Vierjähriges Saatgut
20 Firmen sind mittlerweile beteiligt. In Ganderkesee-West blühen die Wiesen bereits zum wiederholten Male: Vor etwa dreieinhalb Jahren seien sie mit vierjährigem Saatgut angelegt worden, sagt Wünker. Das Anlegen übernehme die Gemeinde, die Pflege liege bei den Betrieben. Die Entwicklung der Blühwiesen sei individuell: „Es ist immer eine Überraschung, was sich durchsetzt“, sagt Wünker.
Im Gewerbegebiet Ganderkesee-West ist derzeit die Geruchlose Kamille dominierend. Günstig für das Wachstum sei die archäologische Prospektion gewesen, die vor dem Bau des Gewerbegebiets stattgefunden hat, erzählt der Fachdienstleiter: Dadurch sei der Boden gut aufgelockert und es gebe wenig Unkraut.
Auch die Mehrjährigkeit der Flächen zeigt jetzt Früchte: In diesem Jahr siedelten sich deutlich mehr Insekten an als während der vergangenen Sommer, sagt Wünker.
Zwei Insektenhotels
Zusätzlich hat die Nabu-Ortsgruppe Ganderkesee auf Anfrage der Netto Stiftung zwei Insektenhotels auf deren Ausgleichsfläche aufgestellt. Ganz zur Freude des Vorsitzenden Hans Fingerhut: „Wir sammeln auf solchen Flächen auch Erfahrungen für uns.“ So könnten die Naturschützer beobachten, welche Materialien die Insekten gut annehmen.
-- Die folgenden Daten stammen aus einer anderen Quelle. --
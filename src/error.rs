//! Error types used by the pool and by tasks.
//!
//! This module defines two main error enums:
//!
//! - [`PoolError`]: errors raised by the pool itself (admission, shutdown, construction)
//!   and the entries stored by the pool's error collector.
//! - [`TaskError`]: errors raised by individual task executions.
//!
//! Both types provide helper methods (`as_label`, `as_message`) for logging/metrics
//! and additional utilities such as [`TaskError::is_retryable`].
//! Both are `Clone` so that error snapshots handed out by the pool are plain copies.

use thiserror::Error;

/// # Errors produced by the pool.
///
/// Returned from [`Pool::submit`](crate::Pool::submit) and friends, and
/// collected in the pool's error aggregate (see [`Pool::errors`](crate::Pool::errors)).
#[non_exhaustive]
#[derive(Error, Debug, Clone, PartialEq, Eq)]
pub enum PoolError {
    /// A task finished with an error after its retry budget was spent
    /// (or after a non-retryable error / panic ended the retry loop early).
    #[error("task {task:?} failed after {attempts} attempt(s): {source}")]
    Task {
        /// Name of the failed task.
        task: String,
        /// Number of attempts actually executed.
        attempts: u32,
        /// Error of the last attempt.
        #[source]
        source: TaskError,
    },

    /// The queue was at capacity and the pool uses
    /// [`QueueFullPolicy::ReturnError`](crate::QueueFullPolicy::ReturnError).
    #[error("task queue is full")]
    QueueFull {
        /// Name of the rejected task.
        task: String,
    },

    /// The queue has already been closed by [`Pool::wait`](crate::Pool::wait)
    /// or by cancellation of the run token.
    #[error("task queue is closed")]
    Closed,

    /// A pool needs at least one worker.
    #[error("worker count must be positive")]
    InvalidWorkers,
}

impl PoolError {
    /// Returns a short stable label (snake_case) for use in logs/metrics.
    ///
    /// # Example
    /// ```
    /// use taskpool::PoolError;
    ///
    /// let err = PoolError::QueueFull { task: "ingest".into() };
    /// assert_eq!(err.as_label(), "pool_queue_full");
    /// ```
    pub fn as_label(&self) -> &'static str {
        match self {
            PoolError::Task { .. } => "pool_task_failed",
            PoolError::QueueFull { .. } => "pool_queue_full",
            PoolError::Closed => "pool_closed",
            PoolError::InvalidWorkers => "pool_invalid_workers",
        }
    }

    /// Returns a human-readable message with details about the error.
    pub fn as_message(&self) -> String {
        match self {
            PoolError::Task {
                task,
                attempts,
                source,
            } => format!("task={task} attempts={attempts} {}", source.as_message()),
            PoolError::QueueFull { task } => format!("queue full; rejected task={task}"),
            PoolError::Closed => "queue closed".to_string(),
            PoolError::InvalidWorkers => "worker count must be positive".to_string(),
        }
    }

    /// Returns the underlying task error, if this entry came from a task execution.
    pub fn task_error(&self) -> Option<&TaskError> {
        match self {
            PoolError::Task { source, .. } => Some(source),
            _ => None,
        }
    }

    /// Returns `true` if this entry records a task that panicked.
    pub fn is_panic(&self) -> bool {
        matches!(self.task_error(), Some(TaskError::Panicked { .. }))
    }
}

/// # Errors produced by task execution.
///
/// These represent failures of individual async tasks run by the pool.
/// Some errors are retryable (`Fail`), others end the retry loop immediately.
#[non_exhaustive]
#[derive(Error, Debug, Clone, PartialEq, Eq)]
pub enum TaskError {
    /// Non-recoverable fatal error (should not be retried).
    #[error("fatal error (no retry): {error}")]
    Fatal {
        /// The underlying error message.
        error: String,
    },

    /// Task execution failed but may succeed if retried.
    #[error("execution failed: {error}")]
    Fail {
        /// The underlying error message.
        error: String,
    },

    /// The task panicked; the panic was caught and the worker kept running.
    #[error("task panic: {message}")]
    Panicked {
        /// Panic payload rendered as text.
        message: String,
    },

    /// Task was cancelled (or a result read gave up) due to context cancellation.
    #[error("context cancelled")]
    Canceled,

    /// The pool refused the task at submission time.
    #[error("submission rejected: {reason}")]
    Rejected {
        /// Why the pool refused the task.
        reason: String,
    },

    /// The task was dropped without ever producing a result
    /// (discarded on a full queue, or the pool went away).
    #[error("task dropped before completion")]
    Abandoned,
}

impl TaskError {
    /// Shorthand for a retryable [`TaskError::Fail`].
    pub fn fail(error: impl Into<String>) -> Self {
        TaskError::Fail {
            error: error.into(),
        }
    }

    /// Shorthand for a non-retryable [`TaskError::Fatal`].
    pub fn fatal(error: impl Into<String>) -> Self {
        TaskError::Fatal {
            error: error.into(),
        }
    }

    /// Returns a short stable label (snake_case) for use in logs/metrics.
    ///
    /// # Example
    /// ```
    /// use taskpool::TaskError;
    ///
    /// let err = TaskError::Panicked { message: "boom".into() };
    /// assert_eq!(err.as_label(), "task_panicked");
    /// ```
    pub fn as_label(&self) -> &'static str {
        match self {
            TaskError::Fatal { .. } => "task_fatal",
            TaskError::Fail { .. } => "task_failed",
            TaskError::Panicked { .. } => "task_panicked",
            TaskError::Canceled => "task_canceled",
            TaskError::Rejected { .. } => "task_rejected",
            TaskError::Abandoned => "task_abandoned",
        }
    }

    /// Returns a human-readable message with details about the error.
    pub fn as_message(&self) -> String {
        match self {
            TaskError::Fatal { error } => format!("fatal: {error}"),
            TaskError::Fail { error } => format!("error: {error}"),
            TaskError::Panicked { message } => format!("panic: {message}"),
            TaskError::Canceled => "context cancelled".to_string(),
            TaskError::Rejected { reason } => format!("rejected: {reason}"),
            TaskError::Abandoned => "abandoned".to_string(),
        }
    }

    /// Indicates whether the error type is safe to retry.
    ///
    /// Returns `true` only for [`TaskError::Fail`].
    ///
    /// # Example
    /// ```
    /// use taskpool::TaskError;
    ///
    /// assert!(TaskError::fail("flaky").is_retryable());
    /// assert!(!TaskError::fatal("nope").is_retryable());
    /// ```
    pub fn is_retryable(&self) -> bool {
        matches!(self, TaskError::Fail { .. })
    }
}

impl From<PoolError> for TaskError {
    /// Maps a submission failure onto the error a result future reports.
    fn from(err: PoolError) -> Self {
        match err {
            PoolError::Task { source, .. } => source,
            other => TaskError::Rejected {
                reason: other.to_string(),
            },
        }
    }
}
Allerdings freuen sich nicht nur Insekten über die bunten Wiesen: Auch Hasen, Rehe und Fasane beobachten Andreas Lonzer (albko Metallhandel), Stefan Rücker (EWE Netz GmbH) und Andreas Schulz (Netto Stiftung GmbH) auf den Flächen an ihren jeweiligen Firmengeländen.